• Description of the task
Go line by line through the records below. Copy whichever lines contain the string "Some".

• Listed entries
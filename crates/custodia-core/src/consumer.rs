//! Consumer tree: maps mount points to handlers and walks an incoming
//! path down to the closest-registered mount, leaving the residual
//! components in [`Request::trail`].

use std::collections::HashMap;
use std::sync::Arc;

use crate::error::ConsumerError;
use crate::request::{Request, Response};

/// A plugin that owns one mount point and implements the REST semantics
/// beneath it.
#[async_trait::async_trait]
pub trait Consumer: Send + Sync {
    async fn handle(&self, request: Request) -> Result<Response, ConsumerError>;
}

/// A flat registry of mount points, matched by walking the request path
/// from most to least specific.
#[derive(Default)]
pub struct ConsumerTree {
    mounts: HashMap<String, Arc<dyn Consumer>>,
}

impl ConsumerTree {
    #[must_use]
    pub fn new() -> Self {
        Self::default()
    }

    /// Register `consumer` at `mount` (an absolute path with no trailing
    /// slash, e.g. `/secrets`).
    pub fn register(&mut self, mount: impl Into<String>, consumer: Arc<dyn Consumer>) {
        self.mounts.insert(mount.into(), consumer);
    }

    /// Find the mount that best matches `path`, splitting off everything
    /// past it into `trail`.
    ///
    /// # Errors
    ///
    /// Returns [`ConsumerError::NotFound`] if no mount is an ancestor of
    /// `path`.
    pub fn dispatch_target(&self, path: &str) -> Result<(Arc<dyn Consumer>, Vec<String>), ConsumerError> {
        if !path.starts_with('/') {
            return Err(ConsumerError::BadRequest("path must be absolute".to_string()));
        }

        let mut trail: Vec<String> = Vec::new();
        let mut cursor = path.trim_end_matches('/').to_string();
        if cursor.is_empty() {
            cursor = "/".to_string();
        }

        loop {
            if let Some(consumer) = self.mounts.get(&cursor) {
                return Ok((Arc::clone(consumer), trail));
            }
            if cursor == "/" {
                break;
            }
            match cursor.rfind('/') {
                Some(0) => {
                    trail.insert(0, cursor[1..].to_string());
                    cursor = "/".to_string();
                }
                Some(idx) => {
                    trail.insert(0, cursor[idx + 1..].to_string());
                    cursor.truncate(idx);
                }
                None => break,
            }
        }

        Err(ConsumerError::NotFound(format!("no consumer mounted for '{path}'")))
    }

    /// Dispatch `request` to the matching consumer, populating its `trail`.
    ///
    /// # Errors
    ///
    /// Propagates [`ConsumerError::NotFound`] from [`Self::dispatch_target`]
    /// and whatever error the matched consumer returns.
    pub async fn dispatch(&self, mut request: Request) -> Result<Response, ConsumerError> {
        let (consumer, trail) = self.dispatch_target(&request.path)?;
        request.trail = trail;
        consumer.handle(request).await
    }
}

• Answer to this problem
            if let Some(consumer) = self.mounts.get(&cursor) {
                Some(0) => {
                Some(idx) => {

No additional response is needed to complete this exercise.